Alte und neue Bäume für die Zukunft - auf die gemütliche Tour

Im September führte HARBURG21 fünf gemütliche, seniorengerechte Baumtouren durch und erkundete mit den Teilnehmenden den beeindruckenden Baumbestand auf dem Harburger Rathausplatz und der angrenzenden Museumsachse sowie das Zukunftspotenzial dieser Bäume in der Stadt. Das Projekt wurde aus den Verfügungsfonds-Mitteln des Seniorennetzwerkes Harburg gefördert und von dem Träger KAMI e.V. begleitet.

 

Silber-Ahorn am Springbrunnen des Harburger Rathausplatzes (Foto Gisela Baudy)Vor der Kaukasischen Flügelnuss (1. Rundgang, Foto Gisela Baudy)

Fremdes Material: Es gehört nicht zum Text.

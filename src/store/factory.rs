// ABOUTME: Overview store factory with runtime backend selection
// ABOUTME: Chooses SQLite or in-memory from the connection string scheme
//
// SPDX-License-Identifier: MIT OR Apache-2.0
// Copyright (c) 2026 FemTracker

//! Store factory
//!
//! Selects a backend from the connection string: `sqlite:` URLs get the
//! SQLite store, the literal `memory` gets the in-memory store.

use crate::errors::{AppError, AppResult};
use crate::models::HealthOverview;
use crate::store::{MemoryOverviewStore, OverviewStore, SqliteOverviewStore};
use async_trait::async_trait;
use tracing::info;
use uuid::Uuid;

/// Overview store wrapper that delegates to the selected backend
#[derive(Debug, Clone)]
pub enum OverviewStoreBackend {
    /// Embedded file-based backend
    Sqlite(SqliteOverviewStore),
    /// Process-local backend for tests and embedded use
    Memory(MemoryOverviewStore),
}

impl OverviewStoreBackend {
    /// Create a store from a connection string and run migrations
    ///
    /// # Errors
    /// Returns a configuration error for unrecognized schemes and a
    /// database error if the SQLite connection or migration fails.
    pub async fn from_url(database_url: &str) -> AppResult<Self> {
        if database_url == "memory" {
            info!("overview store backend: in-memory");
            return Ok(Self::Memory(MemoryOverviewStore::new()));
        }

        if database_url.starts_with("sqlite:") {
            let store = SqliteOverviewStore::new(database_url).await?;
            store.migrate().await?;
            info!("overview store backend: sqlite");
            return Ok(Self::Sqlite(store));
        }

        Err(AppError::config(format!(
            "unsupported overview store url: '{database_url}' (expected 'sqlite:...' or 'memory')"
        )))
    }

    /// Descriptive name of the selected backend
    #[must_use]
    pub const fn backend_info(&self) -> &'static str {
        match self {
            Self::Sqlite(_) => "SQLite",
            Self::Memory(_) => "Memory",
        }
    }
}

#[async_trait]
impl OverviewStore for OverviewStoreBackend {
    async fn get_overview(&self, user_id: Uuid) -> AppResult<Option<HealthOverview>> {
        match self {
            Self::Sqlite(store) => store.get_overview(user_id).await,
            Self::Memory(store) => store.get_overview(user_id).await,
        }
    }

    async fn upsert_overview(&self, user_id: Uuid, overview: &HealthOverview) -> AppResult<()> {
        match self {
            Self::Sqlite(store) => store.upsert_overview(user_id, overview).await,
            Self::Memory(store) => store.upsert_overview(user_id, overview).await,
        }
    }

    async fn delete_overview(&self, user_id: Uuid) -> AppResult<()> {
        match self {
            Self::Sqlite(store) => store.delete_overview(user_id).await,
            Self::Memory(store) => store.delete_overview(user_id).await,
        }
    }
}

#[cfg(test)]
mod tests {
    use super::*;

    #[tokio::test]
    async fn test_memory_backend_selection() {
        let store = OverviewStoreBackend::from_url("memory").await.unwrap();
        assert_eq!(store.backend_info(), "Memory");
    }

    #[tokio::test]
    async fn test_unknown_scheme_is_config_error() {
        let result = OverviewStoreBackend::from_url("postgres://localhost/db").await;
        assert!(result.is_err());
    }
}
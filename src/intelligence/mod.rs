// ABOUTME: Health intelligence: six category scorers, composite aggregator, overview engine
// ABOUTME: Deterministic tier-based scoring of longitudinal health records
//
// SPDX-License-Identifier: MIT OR Apache-2.0
// Copyright (c) 2026 FemTracker

//! Health Score Intelligence
//!
//! Six pure category scorers share no state and differ only in their
//! tier tables (see [`crate::config::scoring`]). Five of them follow the
//! base-plus-bonuses-then-clamp shape; the symptoms scorer is
//! deduction-based with a mood reset. That asymmetry is observable in
//! the scores and is preserved deliberately.

/// Composite aggregator over all six scorers
pub mod calculator;
/// Cycle regularity scorer
pub mod cycle;
/// Staleness policy and recompute orchestration
pub mod engine;
/// Exercise scorer
pub mod exercise;
/// Fertility tracking scorer
pub mod fertility;
/// Lifestyle (sleep/stress) scorer
pub mod lifestyle;
/// Nutrition (meals/hydration) scorer
pub mod nutrition;
/// Symptoms/mood scorer
pub mod symptoms;

pub use calculator::HealthScoreCalculator;
pub use cycle::CycleScorer;
pub use engine::OverviewEngine;
pub use exercise::ExerciseScorer;
pub use fertility::FertilityScorer;
pub use lifestyle::LifestyleScorer;
pub use nutrition::NutritionScorer;
pub use symptoms::SymptomsScorer;
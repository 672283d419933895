// ABOUTME: Health score aggregation engine for the FemTracker platform
// ABOUTME: Six deterministic category scorers, composite overview, staleness policy
//
// SPDX-License-Identifier: MIT OR Apache-2.0
// Copyright (c) 2026 FemTracker

#![deny(unsafe_code)]

//! # FemTracker Health Score Engine
//!
//! Converts heterogeneous, unevenly sampled longitudinal records from six
//! life domains — cycle, nutrition, exercise, fertility, lifestyle, and
//! symptoms/mood — into normalized 0-100 category scores and one
//! composite overall score.
//!
//! ## Architecture
//!
//! - **Models**: domain record types and the [`models::HealthOverview`]
//!   snapshot
//! - **Intelligence**: six pure tier-based scorers, the composite
//!   aggregator, and the [`intelligence::OverviewEngine`] orchestrator
//! - **Providers**: the async record-reader boundary
//! - **Store**: snapshot persistence (SQLite or in-memory)
//! - **Config**: auditable tier tables and the staleness policy
//!
//! Scoring is a pure function of the record collections and a
//! caller-supplied reference date; the engine layer adds the staleness
//! policy (recompute when the stored snapshot is a day old or missing),
//! concurrent domain reads, and wholesale snapshot replacement.
//!
//! ## Example
//!
//! ```rust
//! use chrono::NaiveDate;
//! use femtracker_engine::config::ScoringConfig;
//! use femtracker_engine::intelligence::HealthScoreCalculator;
//! use femtracker_engine::models::HealthRecordBundle;
//!
//! let today = NaiveDate::from_ymd_opt(2026, 8, 25).unwrap();
//! let overview = HealthScoreCalculator::calculate(
//!     &HealthRecordBundle::default(),
//!     &ScoringConfig::default(),
//!     today,
//! );
//! assert_eq!(overview.symptoms, 80); // empty-input baseline
//! ```

/// Tier tables, trailing windows, and staleness policy
pub mod config;
/// Unified error handling
pub mod errors;
/// Category scorers, composite aggregator, and overview engine
pub mod intelligence;
/// Structured logging setup
pub mod logging;
/// Domain records and overview snapshot types
pub mod models;
/// Domain record reader boundary
pub mod providers;
/// Overview snapshot persistence
pub mod store;
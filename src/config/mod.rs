// ABOUTME: Configuration modules for the health score engine
// ABOUTME: Scoring tier constants, trailing windows, and staleness policy
//
// SPDX-License-Identifier: MIT OR Apache-2.0
// Copyright (c) 2026 FemTracker

//! Engine configuration
//!
//! All tier constants are table-driven so they stay auditable and
//! independently testable; defaults carry the production values.

/// Scoring thresholds, trailing windows, and staleness policy
pub mod scoring;

pub use scoring::ScoringConfig;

Harburgs Baumschätze, also ausladende, nordamerikanische Silber-Ahorne, uralte italienische Pappeln oder heimische Buchen und Esskastanien in aller Ruhe (wieder-) entdecken, kann man am besten alleine, dachte ich. Besonders, wenn man nicht (mehr) so fix auf den Beinen ist. Stimmt so aber gar nicht. Es geht auch in der Gruppe mit anderen Menschen, wenn es bewusst gemütlich zur Sache geht und bei Bedarf auch mal eine Sitzpause eingelegt werden kann. 

So geschehen auf den fünf Rundgängen im September. Der Herbst hatte einen ersten Hauch an Farbtupfern gesetzt. Sonnige Abschnitte wechselten sich mit Wolkengrau und gelegentlichem Nieselregen ab. Mitgebrachte Regenschirme hatten allerdings dienstfrei und blieben im Rucksack. Dorthin verschwanden auch die gleich zu Anfang verteilten Baumbücher zu diesem Rundgang. Lieber zuhören wollten wir, nachfragen, eigene Erfahrungen beisteuern. Nachlesen konnten wir später ja immer noch.   
 

Treffpunkt Harburger Rathaus, 1. Seniorenrundgang am 09.09.2024 (Foto Chris Baudy)Teilnehmerin beim 2. Seniorenrundgang am 11.09.24 (Foto Chris Baudy)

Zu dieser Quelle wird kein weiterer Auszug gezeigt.